**What to produce:** In the data below, find the line that contains "once created they" and the line that contains "holding only the greeting.". Copy both, plus every line between them, exactly.

**Records for this exercise:**
//! Chat transcript and session history.

use crate::context::SessionContext;
use crate::error::{Error, Result};
use crate::guard::InFlight;
use crate::store::PredictionStore;
use crate::types::{ChatMessage, ChatRequest, HistoryEntry, APOLOGY};
use chrono::NaiveDate;
use tracing::{debug, error};

/// State behind the chatbot view.
///
/// The transcript always starts with the greeting and only grows, except on
/// [`reset`](Self::reset). History entries are snapshots: once created they
/// do not follow the transcript.
#[derive(Debug, Clone, PartialEq)]
pub struct ChatSession {
    messages: Vec<ChatMessage>,
    history: Vec<HistoryEntry>,
    in_flight: InFlight,
}

impl Default for ChatSession {
    fn default() -> Self {
        Self::new()
    }
}

impl ChatSession {
    /// A fresh session holding only the greeting.
    pub fn new() -> Self {
        Self {
            messages: vec![ChatMessage::greeting()],
            history: Vec::new(),
            in_flight: InFlight::default(),
        }
    }

    /// Transcript, oldest first.
    pub fn messages(&self) -> &[ChatMessage] {
        &self.messages
    }

    /// Session titles, newest first.
    pub fn history(&self) -> &[HistoryEntry] {
        &self.history
    }

    /// Whether a reply is pending.
    pub fn is_waiting(&self) -> bool {
        self.in_flight.is_busy()
    }

    /// Record a user message and build the request for it.
    ///
    /// The message is appended before any network activity. If it is the
    /// first user message since the last reset a history entry titled with
    /// `input` is prepended. Cached predictions are read from `ctx` on a
    /// best-effort basis.
    pub fn submit<S: PredictionStore>(
        &mut self,
        ctx: &SessionContext<S>,
        input: &str,
        today: NaiveDate,
    ) -> Result<ChatRequest> {
        if self.in_flight.is_busy() {
            return Err(Error::Busy);
        }
        if input.trim().is_empty() {
            return Err(Error::EmptyInput);
        }

        let starts_session = self.messages.len() == 1;
        self.messages.push(ChatMessage::user(input));
        if starts_session {
            self.history.insert(
                0,
                HistoryEntry {
                    title: input.to_string(),
                    date: today,
                },
            );
        }
        self.in_flight.begin()?;

        debug!(starts_session, "Sending chat message");
        Ok(ctx.chat_request(input))
    }

    /// Append the assistant's reply, or the apology if the request failed.
    pub fn complete(&mut self, reply: Result<String>) -> &ChatMessage {
        self.in_flight.finish();
        let message = match reply {
            Ok(answer) => ChatMessage::assistant(answer),
            Err(e) => {
                error!(error = %e, "Chat request failed");
                ChatMessage::assistant(APOLOGY)
            }
        };
        self.messages.push(message);
        &self.messages[self.messages.len() - 1]
    }

    /// Start over with only the greeting. History is kept.
    pub fn reset(&mut self) {
        self.messages = vec![ChatMessage::greeting()];
    }

    /// Remove the history entry at `index`.
    pub fn delete_history(&mut self, index: usize) -> Result<HistoryEntry> {
        if index >= self.history.len() {
            return Err(Error::HistoryIndex {
                index,
                len: self.history.len(),
            });
        }
        Ok(self.history.remove(index))
    }
}

#[cfg(test)]
mod tests {
    use super::*;
    use crate::store::MemoryStore;
    use crate::types::{Role, GREETING};
    use serde_json::json;

    fn day() -> NaiveDate {
        NaiveDate::from_ymd_opt(2026, 3, 14).unwrap()
    }

    fn ctx() -> SessionContext<MemoryStore> {
        SessionContext::new(MemoryStore::new())
    }

    #[test]
    fn test_new_session_has_greeting() {
        let session = ChatSession::new();
        assert_eq!(session.messages().len(), 1);
        assert_eq!(session.messages()[0].role, Role::System);
        assert_eq!(session.messages()[0].content, GREETING);
        assert!(session.history().is_empty());
    }

    #[test]
    fn test_exchange_adds_one_message_each_way() {
        let ctx = ctx();
        let mut session = ChatSession::new();

        session.submit(&ctx, "How much water does rice need?", day()).unwrap();
        assert_eq!(session.messages().len(), 2);
        assert!(session.is_waiting());

        let reply = session.complete(Ok("Plenty.".to_string()));
        assert_eq!(reply, &ChatMessage::assistant("Plenty."));
        assert_eq!(session.messages().len(), 3);
        assert!(!session.is_waiting());
    }

    #[test]
    fn test_failed_exchange_appends_apology() {
        let ctx = ctx();
        let mut session = ChatSession::new();
        session.submit(&ctx, "hello", day()).unwrap();

        session.complete(Err(Error::Transport("connection refused".to_string())));

        assert_eq!(session.messages().len(), 3);
        assert_eq!(session.messages()[2], ChatMessage::assistant(APOLOGY));
    }

    #[test]
    fn test_history_only_on_first_message() {
        let ctx = ctx();
        let mut session = ChatSession::new();

        session.submit(&ctx, "first", day()).unwrap();
        session.complete(Ok("a".to_string()));
        session.submit(&ctx, "second", day()).unwrap();
        session.complete(Ok("b".to_string()));

        assert_eq!(session.history().len(), 1);
        assert_eq!(session.history()[0].title, "first");
        assert_eq!(session.history()[0].date, day());
    }

    #[test]
    fn test_history_is_prepended_after_reset() {
        let ctx = ctx();
        let mut session = ChatSession::new();

        session.submit(&ctx, "older", day()).unwrap();
        session.complete(Ok("a".to_string()));
        session.reset();
        session.submit(&ctx, "newer", day()).unwrap();

        let titles: Vec<&str> = session.history().iter().map(|h| h.title.as_str()).collect();
        assert_eq!(titles, vec!["newer", "older"]);
    }

    #[test]
    fn test_history_title_keeps_raw_input() {
        let ctx = ctx();
        let mut session = ChatSession::new();
        session.submit(&ctx, "  spacing kept ", day()).unwrap();
        assert_eq!(session.history()[0].title, "  spacing kept ");
        assert_eq!(session.messages()[1].content, "  spacing kept ");
    }

    #[test]
    fn test_empty_input_changes_nothing() {
        let ctx = ctx();
        let mut session = ChatSession::new();
        assert_eq!(session.submit(&ctx, "   \n", day()), Err(Error::EmptyInput));
        assert_eq!(session.messages().len(), 1);
        assert!(session.history().is_empty());
        assert!(!session.is_waiting());
    }

    #[test]
    fn test_submit_while_waiting_is_rejected() {
        let ctx = ctx();
        let mut session = ChatSession::new();
        session.submit(&ctx, "one", day()).unwrap();

        assert_eq!(session.submit(&ctx, "two", day()), Err(Error::Busy));
        assert_eq!(session.messages().len(), 2);
    }

    #[test]
    fn test_reset_keeps_history() {
        let ctx = ctx();
        let mut session = ChatSession::new();
        for question in ["a", "b", "c"] {
            session.submit(&ctx, question, day()).unwrap();
            session.complete(Ok("ok".to_string()));
        }
        let history = session.history().to_vec();

        session.reset();

        assert_eq!(session.messages(), &[ChatMessage::greeting()]);
        assert_eq!(session.history(), history.as_slice());
    }

    #[test]
    fn test_delete_history_preserves_order() {
        let ctx = ctx();
        let mut session = ChatSession::new();
        for title in ["a", "b", "c"] {
            session.submit(&ctx, title, day()).unwrap();
            session.complete(Ok("ok".to_string()));
            session.reset();
        }
        // newest first: c, b, a
        let removed = session.delete_history(1).unwrap();
        assert_eq!(removed.title, "b");

        let titles: Vec<&str> = session.history().iter().map(|h| h.title.as_str()).collect();
        assert_eq!(titles, vec!["c", "a"]);
        assert_eq!(session.messages().len(), 1);
    }

    #[test]
    fn test_delete_history_out_of_range() {
        let mut session = ChatSession::new();
        assert_eq!(
            session.delete_history(0),
            Err(Error::HistoryIndex { index: 0, len: 0 })
        );
    }

    #[test]
    fn test_delete_history_does_not_touch_transcript() {
        let ctx = ctx();
        let mut session = ChatSession::new();
        session.submit(&ctx, "keep me", day()).unwrap();
        session.complete(Ok("ok".to_string()));

        session.delete_history(0).unwrap();

        assert!(session.history().is_empty());
        assert_eq!(session.messages()[1].content, "keep me");
    }

    #[test]
    fn test_request_carries_cached_predictions() {
        let ctx = ctx();
        let crop = json!({"recommendations": [{"crop": "Millet", "confidence": 87}]});
        ctx.record_crop(&crop).unwrap();

        let mut session = ChatSession::new();
        let request = session.submit(&ctx, "Why millet?", day()).unwrap();

        assert_eq!(request.question, "Why millet?");
        assert_eq!(request.crop_result, Some(crop));
        assert_eq!(request.disease_result, None);
    }
}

**Response box:**
/// [`reset`](Self::reset). History entries are snapshots: once created they
/// do not follow the transcript.
#[derive(Debug, Clone, PartialEq)]
pub struct ChatSession {
    messages: Vec<ChatMessage>,
    history: Vec<HistoryEntry>,
    in_flight: InFlight,
}

impl Default for ChatSession {
    fn default() -> Self {
        Self::new()
    }
}

impl ChatSession {
    /// A fresh session holding only the greeting.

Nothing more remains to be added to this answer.